If Alzheimer’s disease is caused primarily by damaged neurons in the brain, researchers from MIT University in the USA wanted to learn more about the exact cellular processes which cause this and whether it can be reversed?

Well, they have added much needed information to this question by identifying an enzyme in the brain known as ‘HDAC2’ which they confirmed negatively regulates synaptic gene expression and neuronal plasticity.

In other words – they noted that production of this enzyme can actually interfere with learning and memory retention, and thus, in people with Alzheimer’s disease this enzyme is unregulated, so too much of it is produced.

The researchers found that blocking this enzyme in the brains of mice with Alzheimer’s disease can reverse memory loss. How?

The MIT research team discovered a way to target HDAC2 and block its interaction with another binding partner called Sp3.

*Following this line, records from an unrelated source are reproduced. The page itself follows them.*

//! Job commands for `floortrack jobs`.

use std::path::PathBuf;

use anyhow::{Context, Result};
use chrono::{DateTime, Utc};

use floortrack::app::App;
use floortrack::common::export::{export_filename, jobs_to_csv};
use floortrack::common::filter::JobQuery;
use floortrack::common::{Job, JobLocation, NewJob, timestamp};
use floortrack::poll::continue_unless_signed_out;
use floortrack::services::jobs::{
    complete_job, create_job, get_job, job_history, jobs_with_history, list_jobs, move_job,
    update_job_status,
};
use floortrack::ui::{Table, icons, status_cell};
use floortrack::view::Theme;

use super::super::{JobFilterArgs, JobsCommands};
use super::{listed, optional, parse_when, refreshed_line, theme, watch};

impl JobFilterArgs {
    fn query(&self) -> JobQuery {
        JobQuery {
            search: self.search.clone().unwrap_or_default(),
            status: self.status,
        }
    }
}

pub async fn cmd_jobs(app: &App, command: JobsCommands) -> Result<()> {
    match command {
        JobsCommands::List { filter } => {
            let jobs = listed("jobs", list_jobs(&app.api).await);
            print_jobs(&jobs, &filter.query(), theme(app), Utc::now());
        }
        JobsCommands::Show { id } => {
            let (job, history) =
                futures::try_join!(get_job(&app.api, id), job_history(&app.api, id))?;
            let theme = theme(app);
            println!();
            println!("{}{}", icons::JOB, console::style(&job.name).bold());
            println!("  ID:          {}", job.id);
            println!("  Status:      {}", status_cell(job.status, theme));
            println!("  Customer:    {}", optional(Some(job.customer_name())));
            println!("  Description: {}", optional(job.description.as_deref()));
            println!("  Created:     {}", timestamp::display(&job.date_created));
            println!("  Due:         {}", due_cell(&job, Utc::now()));
            println!();
            print_history(&history);
        }
        JobsCommands::Create {
            name,
            customer,
            description,
            due,
        } => {
            let due_date = due.as_deref().map(|d| parse_when(d, "--due")).transpose()?;
            let job = create_job(
                &app.api,
                &NewJob {
                    name,
                    description,
                    customer_id: customer,
                    due_date,
                },
            )
            .await?;
            println!("{}Created job {} ({})", icons::CHECK, job.id, job.name);
        }
        JobsCommands::Move { id, station } => {
            let job = move_job(&app.api, id, station).await?;
            println!(
                "{}Moved {} to station {}",
                icons::MOVE,
                console::style(&job.name).bold(),
                station
            );
        }
        JobsCommands::Status { id, status } => {
            let job = update_job_status(&app.api, id, status).await?;
            println!(
                "{}{} is now {}",
                icons::CHECK,
                job.name,
                status_cell(job.status, theme(app))
            );
        }
        JobsCommands::Complete { id } => {
            let job = complete_job(&app.api, id).await?;
            println!("{}{} marked complete", icons::CHECK, job.name);
        }
        JobsCommands::History { id } => {
            let history = job_history(&app.api, id).await?;
            print_history(&history);
        }
        JobsCommands::Export { filter, output } => {
            export(app, &filter.query(), output).await?;
        }
        JobsCommands::Watch { filter } => {
            let secs = app.config.polling().jobs_secs;
            let query = filter.query();
            watch(app, secs, || {
                let query = query.clone();
                async move {
                    let result = list_jobs(&app.api).await;
                    let flow = continue_unless_signed_out(&result);
                    let jobs = listed("jobs", result);
                    print_jobs(&jobs, &query, theme(app), Utc::now());
                    println!();
                    println!("{}", refreshed_line(secs));
                    flow
                }
            })
            .await?;
        }
    }
    Ok(())
}

fn due_cell(job: &Job, now: DateTime<Utc>) -> String {
    match &job.due_date {
        Some(due) if job.is_overdue(now) => console::style(format!(
            "{} (overdue)",
            timestamp::display(due)
        ))
        .red()
        .to_string(),
        Some(due) => timestamp::display(due),
        None => "-".to_string(),
    }
}

pub(crate) fn jobs_table(jobs: &[&Job], theme: Theme, now: DateTime<Utc>) -> Table {
    let mut table = Table::new(["ID", "Name", "Customer", "Status", "Station", "Due"]);
    for job in jobs {
        let station = job
            .current_location
            .as_ref()
            .map(JobLocation::station_name)
            .unwrap_or_else(|| "-".to_string());
        table.row([
            job.id.to_string(),
            job.name.clone(),
            optional(Some(job.customer_name())).to_string(),
            status_cell(job.status, theme),
            station,
            due_cell(job, now),
        ]);
    }
    table
}

fn print_jobs(jobs: &[Job], query: &JobQuery, theme: Theme, now: DateTime<Utc>) {
    let matching = query.apply(jobs, now);
    println!();
    println!(
        "{}Jobs ({} of {})",
        icons::JOB,
        matching.len(),
        jobs.len()
    );
    println!();
    if matching.is_empty() {
        println!("No jobs found.");
    } else {
        println!("{}", jobs_table(&matching, theme, now).render());
    }
}

pub(crate) fn print_history(history: &[JobLocation]) {
    if history.is_empty() {
        println!("No location history.");
        return;
    }
    let mut table = Table::new(["Station", "Arrived", "Departed", "Duration"]);
    let now = Utc::now();
    for entry in history {
        let departed = entry
            .departure_time
            .as_ref()
            .map(timestamp::display)
            .unwrap_or_else(|| "Present".to_string());
        let minutes = entry.stay_minutes(now);
        table.row([
            entry.station_name(),
            timestamp::display(&entry.arrival_time),
            departed,
            format!("{}h {:02}m", minutes / 60, minutes % 60),
        ]);
    }
    println!("{}", table.render());
}

async fn export(app: &App, query: &JobQuery, output: Option<PathBuf>) -> Result<()> {
    let now = Utc::now();
    let jobs = jobs_with_history(&app.api).await?;
    let selected: Vec<Job> = query.apply(&jobs, now).into_iter().cloned().collect();

    let path = output.unwrap_or_else(|| PathBuf::from(export_filename(now.date_naive())));
    std::fs::write(&path, jobs_to_csv(&selected))
        .with_context(|| format!("Failed to write {}", path.display()))?;

    tracing::info!(jobs = selected.len(), path = %path.display(), "Jobs exported");
    println!(
        "{}Exported {} job(s) to {}",
        icons::EXPORT,
        selected.len(),
        path.display()
    );
    Ok(())
}
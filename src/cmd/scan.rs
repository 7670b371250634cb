//! Scanner workflow for `floortrack scan`.
//!
//! Takes the decoded text of a job QR code, shows the job and where it is,
//! then moves it to a station or completes it. Events are logged to the
//! scanner log channel.

use anyhow::{Result, bail};
use tracing::{debug, error, info};

use floortrack::app::App;
use floortrack::common::qr::parse_qr_payload;
use floortrack::services::jobs::{complete_job, get_job, job_current_location, move_job};
use floortrack::services::stations::list_stations;
use floortrack::ui::{Table, icons, status_cell};

use super::{optional, theme};

pub async fn cmd_scan(
    app: &App,
    payload: &str,
    move_to: Option<i64>,
    complete: bool,
) -> Result<()> {
    let scanned = match parse_qr_payload(payload) {
        Ok(scanned) => scanned,
        Err(e) => {
            error!(decoded_text = payload, "Error processing QR code");
            bail!(e);
        }
    };
    info!(job_id = scanned.job, "QR code scanned successfully");

    let (job, location, stations) = futures::try_join!(
        get_job(&app.api, scanned.job),
        job_current_location(&app.api, scanned.job),
        list_stations(&app.api)
    )
    .inspect_err(|e| error!(job_id = scanned.job, error = %e, "Error fetching job details"))?;
    info!(job_id = job.id, job_name = %job.name, "Job details retrieved");
    debug!(asset_count = stations.len(), "Assets retrieved");

    println!();
    println!("{}{}", icons::SCAN, console::style(&job.name).bold());
    println!("  Job:      {}", job.id);
    println!("  Status:   {}", status_cell(job.status, theme(app)));
    println!("  Customer: {}", optional(Some(job.customer_name())));
    println!(
        "  Station:  {}",
        location
            .as_ref()
            .map(|l| l.station_name())
            .unwrap_or_else(|| "-".to_string())
    );
    println!();

    if let Some(station_id) = move_to {
        let Some(station) = stations.iter().find(|s| s.id == station_id) else {
            bail!("Unknown station {}", station_id);
        };
        move_job(&app.api, job.id, station_id)
            .await
            .inspect_err(|e| error!(job_id = job.id, station_id, error = %e, "Error moving job"))?;
        info!(job_id = job.id, station_id, station_name = %station.name, "Job moved to station");
        println!("{}Moved to {}", icons::MOVE, console::style(&station.name).bold());
        return Ok(());
    }

    if complete {
        complete_job(&app.api, job.id)
            .await
            .inspect_err(|e| error!(job_id = job.id, error = %e, "Error completing job"))?;
        info!(job_id = job.id, "Job completed");
        println!("{}Job completed successfully", icons::CHECK);
        return Ok(());
    }

    let mut table = Table::new(["ID", "Station"]);
    for station in &stations {
        table.row([station.id.to_string(), station.name.clone()]);
    }
    println!("{}", table.render());
    println!();
    println!("Use --move-to <station> to move the job, or --complete to finish it.");
    Ok(())
}
//! Domain types and pure view logic shared by the floortrack client.
//!
//! Nothing in this crate performs I/O. The root `floortrack` crate owns the
//! HTTP client, the session and the persisted preferences; this crate holds
//! what can be computed from already-fetched data:
//!
//! | Module      | Contents                                              |
//! |-------------|-------------------------------------------------------|
//! | `models`    | Wire types for jobs, stations, customers and users    |
//! | `timestamp` | Lenient backend timestamp parsing and display         |
//! | `export`    | CSV export of jobs with their location history        |
//! | `routing`   | Factory floor path routing and default grid layout    |
//! | `filter`    | Search and status filters used by the list views      |
//! | `qr`        | Scanner QR payload contract                           |

pub mod export;
pub mod filter;
pub mod models;
pub mod qr;
pub mod routing;
pub mod timestamp;

pub use models::{
    Credentials, Customer, CustomerDraft, Job, JobLocation, JobStatus, NewJob, NewStation,
    Position, Station, User, UserDraft, current_location,
};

While things start to get a bit molecular here, their research findings (published in the Journal Cell Reports) found by targeting the HDAC2-Sp3 complex, they could enhance cognitive function in mice without affecting overall HDAC2 function, which may be needed in other brain processes.

Dr Li-Huei Tsai, Director of MIT’s Picower Institute for Learning and Memory and lead researcher on the study, said HDAC2 serves as a master regulator of memory gene expression, suggesting that during Alzheimer’s disease it’s elevated so it causes an epigenetic blockade of the expression of those memory genes

“If we can remove the blockade by inhibiting HDAC2 activity or reducing HDAC2 levels, then we can remove the blockade and restore expression of all these genes necessary for learning and memory,” he said.

This research has now added to a growing body of evidence to suggest that the HDAC2-Sp3 complex has a critical function for neuronal health.

The researchers now believe that they can use this information to develop targeted Alzheimer’s disease treatments for human clinical trials.

We’ll keep you posted on future research in this area.